Even in the absence of malicious attacks, many servers that normally work fine may crash during critical moments (such as election day) when they suddenly get significantly more traffic. Whether the traffic surge is legitimate or malicious, Project Shield can help keep the website online.

This is a graph of DDoS attacks Project Shield defended during the US Midterm Elections in 2022 (full case study here). Note the long period of attacks both before and after the election. We strongly encourage sites to apply for DDoS protection well in advance of any election events. 

DDC: One area of friction we often run into when trying to get campaigns to adopt cybersecurity is that implementing cybersecurity with a team that has little or no IT or cybersecurity experience can seem complicated. You have designed Project Shield around ease of use. Can you describe the process of adopting Project Shield?

Marc: Project Shield is built from the ground-up for easy adoption, without requiring technical knowledge. Prospective organizations apply by filling out a quick form telling us their website URL, and the name of their organization, and we get back to eligible applicants in less than 48 hours (usually much quicker). 
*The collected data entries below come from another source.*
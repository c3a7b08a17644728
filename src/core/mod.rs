pub mod action;
pub mod command;

pub use action::{Action, NotifyLevel};
pub use command::{parse_command, Command, ExportTarget};
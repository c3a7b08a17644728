//! Runtime infrastructure - Tokio runtime bridge for backend calls

mod bridge;
mod worker;

pub use bridge::{RuntimeBridge, RuntimeCommand, RuntimeEvent, TaskKind};
pub use worker::run_async_worker;
//! Runtime bridge end to end against a scripted backend

use std::collections::VecDeque;
use std::sync::{Arc, Mutex};
use std::time::{Duration, Instant};

use rust_decimal::Decimal;

use screener::app::App;
use screener::config::Config;
use screener::domain::{Chain, DateRange};
use screener::error::GatewayError;
use screener::infrastructure::gateway::{ExportKind, Gateway, HttpResponse, Transport};
use screener::infrastructure::runtime::{RuntimeBridge, RuntimeCommand, RuntimeEvent, TaskKind};

const ADDR: &str = "0x742d35Cc6634C0532925a3b844Bc454e4438f44e";

const ANALYSIS: &str = r#"{
    "success": true,
    "balance": "2500000000000000000",
    "token_balances": {"USDT": {"balance": 120.5, "contract": "0xdac17f958d2ee523a2206206994597c13d831ec7"}},
    "transactions": [
        {"hash": "0xaa", "timestamp": 1704067200, "type": "Transfer", "direction": "in",
         "from": "0x1111111111111111111111111111111111111111", "to": "0x742d35cc6634c0532925a3b844bc454e4438f44e",
         "amount": 1.5, "usdValue": 3300.25, "status": "success"},
        {"hash": "0xbb", "timestamp": 1704153600, "type": "Swap", "direction": "out",
         "from": "0x742d35cc6634c0532925a3b844bc454e4438f44e", "to": null,
         "amount": 0.5, "status": "failed"}
    ]
}"#;

/// Replies in order; `panic` replies blow up inside the task
#[derive(Default)]
struct ScriptedBackend {
    replies: Mutex<VecDeque<Option<HttpResponse>>>,
    urls: Mutex<Vec<String>>,
}

impl ScriptedBackend {
    fn reply(&self, response: HttpResponse) {
        self.replies.lock().unwrap().push_back(Some(response));
    }

    fn panic_next(&self) {
        self.replies.lock().unwrap().push_back(None);
    }

    fn next(&self, url: &str) -> Result<HttpResponse, GatewayError> {
        self.urls.lock().unwrap().push(url.to_string());
        let reply = self.replies.lock().unwrap().pop_front();
        match reply {
            Some(Some(response)) => Ok(response),
            Some(None) => panic!("backend exploded"),
            None => Err(GatewayError::Transport("connection refused".into())),
        }
    }
}

#[async_trait::async_trait]
impl Transport for ScriptedBackend {
    async fn get(&self, url: &str) -> Result<HttpResponse, GatewayError> {
        self.next(url)
    }

    async fn post_json(
        &self,
        url: &str,
        _body: &serde_json::Value,
    ) -> Result<HttpResponse, GatewayError> {
        self.next(url)
    }
}

fn bridge() -> (Arc<ScriptedBackend>, RuntimeBridge) {
    let backend = Arc::new(ScriptedBackend::default());
    let gateway = Gateway::new(backend.clone(), "http://backend/api");
    let bridge = RuntimeBridge::new(Arc::new(gateway)).unwrap();
    (backend, bridge)
}

fn wait_for_event(bridge: &RuntimeBridge) -> RuntimeEvent {
    let deadline = Instant::now() + Duration::from_secs(5);
    loop {
        if let Some(event) = bridge.poll_events().into_iter().next() {
            return event;
        }
        assert!(Instant::now() < deadline, "no runtime event");
        std::thread::sleep(Duration::from_millis(10));
    }
}

fn range() -> DateRange {
    DateRange::parse("2024-01-01", "2024-01-31").unwrap()
}

#[test]
fn test_analysis_round_trip_through_app() {
    let (backend, bridge) = bridge();
    backend.reply(HttpResponse::json(200, ANALYSIS));

    let mut app = App::new(&Config::default());
    app.request_analysis("eth", ADDR, "2024-01-01", "2024-01-31");
    for cmd in app.take_requests() {
        bridge.send(cmd).unwrap();
    }

    match wait_for_event(&bridge) {
        RuntimeEvent::AnalysisReady { generation, result } => {
            app.apply_analysis(generation, result)
        }
        other => panic!("unexpected event: {other:?}"),
    }

    assert!(!app.is_loading());
    let balance = app.store.effective_balance().unwrap();
    assert_eq!(balance.native, "2.5".parse::<Decimal>().unwrap());
    assert_eq!(balance.tokens[0].symbol, "USDT");
    assert_eq!(app.store.filtered().len(), 2);
    assert_eq!(
        backend.urls.lock().unwrap()[0],
        format!(
            "http://backend/api/analyze/ethereum/{}?start_date=2024-01-01&end_date=2024-01-31",
            ADDR
        )
    );
}

#[test]
fn test_failed_analysis_is_reported() {
    let (backend, bridge) = bridge();
    backend.reply(HttpResponse::json(
        200,
        r#"{"success": false, "error": "Invalid address for polygon"}"#,
    ));

    bridge
        .send(RuntimeCommand::Analyze {
            generation: 7,
            chain: Chain::Polygon,
            address: ADDR.to_string(),
            range: range(),
        })
        .unwrap();

    match wait_for_event(&bridge) {
        RuntimeEvent::AnalysisFailed { generation, error } => {
            assert_eq!(generation, 7);
            assert_eq!(error, GatewayError::Backend("Invalid address for polygon".into()));
        }
        other => panic!("unexpected event: {other:?}"),
    }
}

#[test]
fn test_panicking_request_keeps_worker_alive() {
    let (backend, bridge) = bridge();
    backend.panic_next();
    backend.reply(HttpResponse::json(
        200,
        r#"{"status": "healthy", "service": "analysis", "version": "1.2.0"}"#,
    ));

    bridge.send(RuntimeCommand::Health).unwrap();
    match wait_for_event(&bridge) {
        RuntimeEvent::Unexpected {
            task,
            generation,
            message,
        } => {
            assert_eq!(task, TaskKind::Health);
            assert_eq!(generation, None);
            assert_eq!(message, "backend exploded");
        }
        other => panic!("unexpected event: {other:?}"),
    }

    bridge.send(RuntimeCommand::Health).unwrap();
    match wait_for_event(&bridge) {
        RuntimeEvent::HealthReady { status } => {
            assert_eq!(status.status, "healthy");
            assert_eq!(status.version.as_deref(), Some("1.2.0"));
        }
        other => panic!("unexpected event: {other:?}"),
    }
}

#[test]
fn test_pdf_export_download() {
    let (backend, bridge) = bridge();
    backend.reply(HttpResponse::json(200, ANALYSIS));
    backend.reply(HttpResponse {
        status: 200,
        content_type: Some("application/pdf".to_string()),
        content_disposition: Some(
            "attachment; filename=\"ethereum_0x742d35_statement.pdf\"".to_string(),
        ),
        body: b"%PDF-1.4".to_vec(),
    });

    let mut app = App::new(&Config::default());
    app.request_analysis("ethereum", ADDR, "2024-01-01", "2024-01-31");
    for cmd in app.take_requests() {
        bridge.send(cmd).unwrap();
    }
    if let RuntimeEvent::AnalysisReady { generation, result } = wait_for_event(&bridge) {
        app.apply_analysis(generation, result);
    }

    app.request_export(screener::core::ExportTarget::Pdf);
    let requests = app.take_requests();
    assert!(matches!(
        requests.as_slice(),
        [RuntimeCommand::Export { kind: ExportKind::Pdf, .. }]
    ));
    for cmd in requests {
        bridge.send(cmd).unwrap();
    }

    match wait_for_event(&bridge) {
        RuntimeEvent::ExportReady { file } => {
            assert_eq!(file.filename, "ethereum_0x742d35_statement.pdf");
            assert_eq!(file.bytes, b"%PDF-1.4".to_vec());
        }
        other => panic!("unexpected event: {other:?}"),
    }
    assert!(backend.urls.lock().unwrap()[1].starts_with("http://backend/api/export/pdf/ethereum/"));
}
impl TransactionStore {
    pub fn new() -> Self {
        Self::default()
    }

    pub fn with_page_size(page_size: usize) -> Self {
        let mut store = Self::new();
        store.view_state.page_size = page_size.max(1);
        store
    }

    /// Replace the whole session with a new analysis
    pub fn load(&mut self, mut result: AnalysisResult) {
        result.transactions = dedup_by_hash(std::mem::take(&mut result.transactions));
        self.analysis = Some(result);
        self.overlay.reset();
        self.view_state.type_filter = None;
        self.view_state.search_term.clear();
        self.view_state.current_page = 1;
        self.refresh();
    }

    pub fn analysis(&self) -> Option<&AnalysisResult> {
        self.analysis.as_ref()
    }

    pub fn overlay(&self) -> &EditOverlay {
        &self.overlay
    }

    pub fn view_state(&self) -> &ViewState {
        &self.view_state
    }

    pub fn original_transactions(&self) -> &[Transaction] {
        self.analysis
            .as_ref()
            .map(|a| a.transactions.as_slice())
            .unwrap_or(&[])
    }

    // === View ===

    pub fn apply_filter(&mut self, type_filter: Option<TxType>, search_term: &str) {
        self.view_state.type_filter = type_filter;
        self.view_state.search_term = search_term.trim().to_string();
        self.view_state.current_page = 1;
        self.refresh();
    }

    pub fn sort(&mut self, field: SortField, direction: SortDirection) {
        self.view_state.sort_field = field;
        self.view_state.sort_direction = direction;
        self.refresh();
    }

    /// Header-click behaviour: same field flips, a new field starts ascending
    pub fn toggle_sort(&mut self, field: SortField) {
        let direction = if self.view_state.sort_field == field {
            self.view_state.sort_direction.flipped()
        } else {
            SortDirection::Asc
        };
        self.sort(field, direction);
    }

    /// Filtered and sorted rows, all pages
    pub fn filtered(&self) -> &[Transaction] {
        &self.view
    }

    pub fn page(&self) -> &[Transaction] {
        if self.view.is_empty() {
            return &[];
        }
        let size = self.view_state.page_size;
        let start = (self.view_state.current_page - 1) * size;
        let end = (start + size).min(self.view.len());
        self.view.get(start..end).unwrap_or(&[])
    }

    pub fn total_pages(&self) -> usize {
        self.view.len().div_ceil(self.view_state.page_size).max(1)
    }

    pub fn current_page(&self) -> usize {
        self.view_state.current_page
    }

    pub fn change_page(&mut self, direction: PageMove) {
        let total = self.total_pages();
        match direction {
            PageMove::Next if self.view_state.current_page < total => {
                self.view_state.current_page += 1
            }
            PageMove::Prev if self.view_state.current_page > 1 => {
                self.view_state.current_page -= 1
            }
            _ => {}
        }
    }

    pub fn is_empty(&self) -> bool {
        self.view.is_empty()
    }

    pub fn page_info(&self) -> PageInfo {
        if self.view.is_empty() {
            return PageInfo::Empty;
        }
        let size = self.view_state.page_size;
        let current = self.view_state.current_page;
        let first_row = (current - 1) * size + 1;
        PageInfo::Page {
            current,
            total: self.total_pages(),
            first_row,
            last_row: (first_row + size - 1).min(self.view.len()),
            count: self.view.len(),
        }
    }

    // === Overlay ===

    /// Returns whether the hash was newly deleted. Unknown hashes are ignored.
    pub fn delete_transaction(&mut self, hash: &str) -> bool {
        if !self.contains(hash) {
            return false;
        }
        let changed = self.overlay.delete_transaction(hash);
        self.refresh();
        changed
    }

    pub fn edit_transaction(
        &mut self,
        hash: &str,
        patch: TransactionPatch,
    ) -> Result<(), ValidationError> {
        if !self.contains(hash) {
            return Err(ValidationError::UnknownTransaction(hash.to_string()));
        }
        self.overlay.edit_transaction(hash, patch)?;
        self.refresh();
        Ok(())
    }

    pub fn set_opening_balance(
        &mut self,
        native: Decimal,
        tokens: Vec<TokenBalance>,
    ) -> Result<(), ValidationError> {
        self.overlay.set_opening_balance(native, tokens)
    }

    pub fn set_current_balance(
        &mut self,
        native: Decimal,
        tokens: Vec<TokenBalance>,
    ) -> Result<(), ValidationError> {
        self.overlay.set_current_balance(native, tokens)
    }

    pub fn reset_overlay(&mut self) {
        self.overlay.reset();
        self.refresh();
    }

    // === Effective data (display and export) ===

    pub fn effective_transactions(&self) -> Vec<Transaction> {
        self.overlay.apply(self.original_transactions())
    }

    /// Every effective transaction in the current sort order, ignoring filters
    pub fn sorted_transactions(&self) -> Vec<Transaction> {
        let mut rows = self.effective_transactions();
        sort_rows(&mut rows, self.view_state.sort_field, self.view_state.sort_direction);
        rows
    }

    pub fn effective_statistics(&self) -> Statistics {
        Statistics::from_transactions(&self.effective_transactions())
    }

    pub fn effective_balance(&self) -> Option<BalanceSnapshot> {
        self.overlay
            .current_balance()
            .cloned()
            .or_else(|| self.analysis.as_ref().map(|a| a.balance.clone()))
    }

    pub fn effective_opening_balance(&self) -> Option<BalanceSnapshot> {
        self.overlay.opening_balance().cloned().or_else(|| {
            self.analysis
                .as_ref()
                .and_then(|a| a.opening_balance.clone())
        })
    }

    /// Count per type over effective transactions, in first-seen order
    pub fn type_breakdown(&self) -> Vec<(TxType, usize)> {
        let mut out: Vec<(TxType, usize)> = Vec::new();
        for tx in self.effective_transactions() {
            match out.iter_mut().find(|(t, _)| *t == tx.tx_type) {
                Some((_, count)) => *count += 1,
                None => out.push((tx.tx_type, 1)),
            }
        }
        out
    }

    /// Volume and net change per UTC day, oldest first
    pub fn daily_activity(&self) -> Vec<DailyActivity> {
        let mut days: BTreeMap<NaiveDate, (Decimal, Decimal)> = BTreeMap::new();
        for tx in self.effective_transactions() {
            let entry = days
                .entry(tx.timestamp.date_naive())
                .or_insert((Decimal::ZERO, Decimal::ZERO));
            entry.0 += tx.amount;
            entry.1 += tx.signed_amount();
        }
        days.into_iter()
            .map(|(day, (volume, net_change))| DailyActivity {
                day,
                volume,
                net_change,
            })
            .collect()
    }

    fn contains(&self, hash: &str) -> bool {
        self.original_transactions().iter().any(|tx| tx.hash == hash)
    }

    fn refresh(&mut self) {
        let state = &self.view_state;
        let term = state.search_term.to_lowercase();
        let mut view: Vec<Transaction> = self
            .overlay
            .apply(self.original_transactions())
            .into_iter()
            .filter(|tx| state.type_filter.map_or(true, |t| tx.tx_type == t))
            .filter(|tx| term.is_empty() || matches_search(tx, &term))
            .collect();

        sort_rows(&mut view, state.sort_field, state.sort_direction);

        self.view = view;
        let total = self.total_pages();
        self.view_state.current_page = self.view_state.current_page.clamp(1, total);
    }
}
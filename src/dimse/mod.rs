//! DICOM message service element (DIMSE) support
//!
//! This module provides the message layer running on top of an
//! established association:
//! command set construction and interpretation ([`commands`]),
//! and the service operations themselves ([`service`]),
//! which frame messages over P-DATA-TF PDUs
//! and correlate requests with responses.

use dicom_object::InMemDicomObject;
use dicom_transfer_syntax_registry::TransferSyntaxRegistry;
use dicom_encoding::transfer_syntax::TransferSyntaxIndex;
use snafu::{OptionExt, ResultExt, Snafu};

pub mod commands;
pub mod service;

pub use commands::CommandSet;

#[derive(Debug, Snafu)]
#[non_exhaustive]
pub enum Error {
    /// failed to encode a command or data set
    EncodeSet {
        #[snafu(source(from(dicom_object::WriteError, Box::new)))]
        source: Box<dicom_object::WriteError>,
    },

    /// failed to decode a command or data set
    DecodeSet {
        #[snafu(source(from(dicom_object::ReadError, Box::new)))]
        source: Box<dicom_object::ReadError>,
    },

    #[snafu(display("missing required command set field `{}`", name))]
    MissingField { name: &'static str },

    #[snafu(display("invalid value in command set field `{}`", name))]
    InvalidField {
        name: &'static str,
        #[snafu(source(from(dicom_core::value::ConvertValueError, Box::new)))]
        source: Box<dicom_core::value::ConvertValueError>,
    },

    #[snafu(display("unrecognized command field {:#06x}", value))]
    UnknownCommandField { value: u16 },

    #[snafu(display("transfer syntax `{}` is not supported", uid))]
    UnsupportedTransferSyntax { uid: String },
}

pub type Result<T, E = Error> = std::result::Result<T, E>;

/// The command field values of the DIMSE services (PS3.7 §9.3, §10.3).
#[derive(Debug, Copy, Clone, Eq, PartialEq, Hash)]
#[repr(u16)]
pub enum CommandField {
    CStoreRq = 0x0001,
    CStoreRsp = 0x8001,
    CGetRq = 0x0010,
    CGetRsp = 0x8010,
    CFindRq = 0x0020,
    CFindRsp = 0x8020,
    CMoveRq = 0x0021,
    CMoveRsp = 0x8021,
    CEchoRq = 0x0030,
    CEchoRsp = 0x8030,
    NEventReportRq = 0x0100,
    NEventReportRsp = 0x8100,
    NGetRq = 0x0110,
    NGetRsp = 0x8110,
    NSetRq = 0x0120,
    NSetRsp = 0x8120,
    NActionRq = 0x0130,
    NActionRsp = 0x8130,
    NCreateRq = 0x0140,
    NCreateRsp = 0x8140,
    NDeleteRq = 0x0150,
    NDeleteRsp = 0x8150,
    CCancelRq = 0x0FFF,
}

impl CommandField {
    pub fn from_code(value: u16) -> Result<Self> {
        use CommandField::*;
        let field = match value {
            0x0001 => CStoreRq,
            0x8001 => CStoreRsp,
            0x0010 => CGetRq,
            0x8010 => CGetRsp,
            0x0020 => CFindRq,
            0x8020 => CFindRsp,
            0x0021 => CMoveRq,
            0x8021 => CMoveRsp,
            0x0030 => CEchoRq,
            0x8030 => CEchoRsp,
            0x0100 => NEventReportRq,
            0x8100 => NEventReportRsp,
            0x0110 => NGetRq,
            0x8110 => NGetRsp,
            0x0120 => NSetRq,
            0x8120 => NSetRsp,
            0x0130 => NActionRq,
            0x8130 => NActionRsp,
            0x0140 => NCreateRq,
            0x8140 => NCreateRsp,
            0x0150 => NDeleteRq,
            0x8150 => NDeleteRsp,
            0x0FFF => CCancelRq,
            value => return UnknownCommandFieldSnafu { value }.fail(),
        };
        Ok(field)
    }

    /// Whether this command is a response to a request.
    pub fn is_response(&self) -> bool {
        (*self as u16) & 0x8000 != 0
    }
}

/// The priority of a composite service request (PS3.7 §9.1.1).
#[derive(Debug, Copy, Clone, Eq, PartialEq, Hash)]
#[repr(u16)]
pub enum Priority {
    Low = 0x0002,
    Medium = 0x0000,
    High = 0x0001,
}

/// The general class of a DIMSE status code
/// (PS3.7 Annex C).
#[derive(Debug, Copy, Clone, Eq, PartialEq, Hash)]
pub enum StatusType {
    Success,
    Warning,
    Failure,
    Cancel,
    Pending,
}

impl StatusType {
    /// Classify a status code.
    pub fn of(status: u16) -> StatusType {
        match status {
            0x0000 => StatusType::Success,
            0x0001 | 0x0107 | 0x0116 | 0xB000..=0xBFFF => StatusType::Warning,
            0xFE00 => StatusType::Cancel,
            0xFF00 | 0xFF01 => StatusType::Pending,
            _ => StatusType::Failure,
        }
    }
}

/// Whether a status code means that further responses will follow.
pub fn is_pending(status: u16) -> bool {
    StatusType::of(status) == StatusType::Pending
}

/// A complete DIMSE message taken off an association:
/// the command set plus the accompanying data set bytes, if any.
#[derive(Debug, Clone)]
pub struct DimseMessage {
    /// the presentation context the message arrived on
    pub presentation_context_id: u8,
    /// the command set
    pub command: CommandSet,
    /// the data set bytes, encoded in the context's transfer syntax
    pub data: Option<Vec<u8>>,
}

impl DimseMessage {
    /// Decode the accompanying data set
    /// against the given transfer syntax.
    pub fn dataset(&self, transfer_syntax_uid: &str) -> Result<Option<InMemDicomObject>> {
        match &self.data {
            None => Ok(None),
            Some(data) => read_dataset(data, transfer_syntax_uid).map(Some),
        }
    }
}

/// Decode a data set against the given transfer syntax.
pub fn read_dataset(data: &[u8], transfer_syntax_uid: &str) -> Result<InMemDicomObject> {
    let ts = TransferSyntaxRegistry
        .get(transfer_syntax_uid)
        .context(UnsupportedTransferSyntaxSnafu {
            uid: transfer_syntax_uid,
        })?;
    InMemDicomObject::read_dataset_with_ts(data, ts).context(DecodeSetSnafu)
}

/// Encode a data set with the given transfer syntax.
pub fn write_dataset(object: &InMemDicomObject, transfer_syntax_uid: &str) -> Result<Vec<u8>> {
    let ts = TransferSyntaxRegistry
        .get(transfer_syntax_uid)
        .context(UnsupportedTransferSyntaxSnafu {
            uid: transfer_syntax_uid,
        })?;
    let mut data = Vec::new();
    object
        .write_dataset_with_ts(&mut data, ts)
        .context(EncodeSetSnafu)?;
    Ok(data)
}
The user then clicks the link in their welcome email, which signs them into our dashboard, and starts creating defenses for the URL they applied with. Our system automatically gathers information about the website, including which hostnames need protection, and the user is given a chance to confirm that or make changes. We then ask the user to change the DNS settings for their website to point to Project Shield to receive protection.

Project Shield defenses do not require any input from the user. Our system uses machine learning (ML) and other advanced algorithms to learn about your traffic and put defenses in place that can help mitigate attacks and allow legitimate readers to access your site. As the website and its traffic volumes and patterns evolve, we update our defense models to track those changes and best protect your site.

It's important to note that users retain control over their DNS settings, which lets them turn on or off Project Shield at any time. We can only protect traffic that is pointing to our system, so that last step of onboarding is very important! 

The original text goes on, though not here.